◆ TO DO ◆
Once the line containing "super::print_json(&report)?;" is found in the entries below, reproduce it and every line after it, stopping at and including the line containing "for calendar in"; reproduce nothing else, and keep each line exact.
*** GIVEN ENTRIES Section Begins ***
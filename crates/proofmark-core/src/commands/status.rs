//! The status command: pending/anchored summary, optionally probing the
//! calendars for upgrade readiness.

use std::path::{Path, PathBuf};
use std::sync::Arc;
use std::time::Duration;

use serde::Serialize;
use thiserror::Error;

use crate::adapter::HttpClient;
use crate::attestation::{Attestation, Chain};
use crate::calendar::fetch_subtree;
use crate::codec::{split_attached, CodecError, DetachedTimestampFile, HEADER_MAGIC};
use crate::timestamp::Tree;

/// Errors raised while reading a proof for status.
#[derive(Debug, Error)]
#[non_exhaustive]
pub enum StatusError {
    /// Reading the file failed.
    #[error("io error on {path}: {source}")]
    Io {
        /// The path involved.
        path: PathBuf,
        /// The underlying error.
        #[source]
        source: std::io::Error,
    },

    /// The proof file does not parse.
    #[error(transparent)]
    Codec(#[from] CodecError),
}

/// Probe result for one pending attestation's calendar.
#[derive(Debug, Clone, PartialEq, Eq, Serialize)]
pub struct CalendarStatus {
    /// The upgrade URI.
    pub uri: String,
    /// `ready`, `pending`, or `unreachable: <detail>`.
    pub state: String,
}

/// Summary of a proof's anchoring progress.
#[derive(Debug, Clone, PartialEq, Serialize)]
pub struct StatusReport {
    /// Pending attestations.
    pub pending: usize,
    /// Chain-anchored attestations.
    pub anchored: usize,
    /// Bitcoin anchors.
    pub bitcoin: usize,
    /// Litecoin anchors.
    pub litecoin: usize,
    /// Ethereum anchors.
    pub ethereum: usize,
    /// Per-calendar probe results, when probing was requested.
    pub calendars: Vec<CalendarStatus>,
}

impl StatusReport {
    /// Whether every attestation is chain-anchored.
    #[must_use]
    pub const fn fully_anchored(&self) -> bool {
        self.pending == 0 && self.anchored > 0
    }
}

fn count_attestations(tree: &Tree, report: &mut StatusReport) {
    for attestation in &tree.attestations {
        match attestation.chain() {
            Some(Chain::Bitcoin) => {
                report.bitcoin += 1;
                report.anchored += 1;
            }
            Some(Chain::Litecoin) => {
                report.litecoin += 1;
                report.anchored += 1;
            }
            Some(Chain::Ethereum) => {
                report.ethereum += 1;
                report.anchored += 1;
            }
            None => report.pending += 1,
        }
    }
    for (_, child) in &tree.ops {
        count_attestations(child, report);
    }
}

fn collect_pending_uris(tree: &Tree, uris: &mut Vec<String>) {
    for attestation in &tree.attestations {
        if let Attestation::Pending { uri } = attestation {
            if !uris.contains(uri) {
                uris.push(uri.clone());
            }
        }
    }
    for (_, child) in &tree.ops {
        collect_pending_uris(child, uris);
    }
}

/// Summarizes a proof from raw bytes.
///
/// With `probe` set, each distinct pending URI is fetched once and reported
/// as ready (the calendar already serves an anchored subtree), still
/// pending, or unreachable.
///
/// # Errors
///
/// Parse failures only.
pub fn status_bytes(
    bytes: &[u8],
    probe: Option<(&Arc<dyn HttpClient>, Duration)>,
) -> Result<StatusReport, StatusError> {
    let envelope = if bytes.starts_with(HEADER_MAGIC) {
        bytes
    } else {
        split_attached(bytes)?.1
    };
    let file = DetachedTimestampFile::from_bytes(envelope)?;

    let mut report = StatusReport {
        pending: 0,
        anchored: 0,
        bitcoin: 0,
        litecoin: 0,
        ethereum: 0,
        calendars: Vec::new(),
    };
    count_attestations(file.tree(), &mut report);

    if let Some((http, timeout)) = probe {
        let mut uris = Vec::new();
        collect_pending_uris(file.tree(), &mut uris);
        for uri in uris {
            let state = match fetch_subtree(http, &uri, timeout) {
                Ok(subtree) if subtree.has_anchored() => "ready".to_string(),
                Ok(_) => "pending".to_string(),
                Err(err) => format!("unreachable: {err}"),
            };
            report.calendars.push(CalendarStatus { uri, state });
        }
    }
    Ok(report)
}

/// Summarizes a proof file.
///
/// # Errors
///
/// I/O and parse failures.
pub fn status_file(
    path: &Path,
    probe: Option<(&Arc<dyn HttpClient>, Duration)>,
) -> Result<StatusReport, StatusError> {
    let bytes = std::fs::read(path).map_err(|source| StatusError::Io {
        path: path.to_path_buf(),
        source,
    })?;
    status_bytes(&bytes, probe)
}
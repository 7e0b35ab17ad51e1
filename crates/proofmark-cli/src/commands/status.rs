//! `proofmark status`

use std::path::Path;
use std::time::Duration;

use anyhow::{Context, Result};
use proofmark_core::commands::status_file;
use proofmark_core::config::Config;

use super::http_client;

pub fn run(proof: &Path, probe: bool, config: Config, json: bool) -> Result<u8> {
    let timeout = Duration::from_secs(config.verify.request_timeout_secs);
    let report = if probe {
        let http = http_client()?;
        status_file(proof, Some((&http, timeout)))
    } else {
        status_file(proof, None)
    }
    .with_context(|| format!("reading {}", proof.display()))?;

    if json {
        super::print_json(&report)?;
    } else {
        println!(
            "{}: {} anchored ({} bitcoin, {} litecoin, {} ethereum), {} pending",
            proof.display(),
            report.anchored,
            report.bitcoin,
            report.litecoin,
            report.ethereum,
            report.pending
        );
        for calendar in &report.calendars {
            println!("  {}: {}", calendar.uri, calendar.state);
        }
        if report.fully_anchored() {
            println!("  proof is fully anchored");
        }
    }
    Ok(0)
}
*** GIVEN ENTRIES Section Ends ***
◆ SOLVED EXERCISE ◆
        super::print_json(&report)?;
    } else {
        println!(
            "{}: {} anchored ({} bitcoin, {} litecoin, {} ethereum), {} pending",
            proof.display(),
            report.anchored,
            report.bitcoin,
            report.litecoin,
            report.ethereum,
            report.pending
        );
        for calendar in &report.calendars {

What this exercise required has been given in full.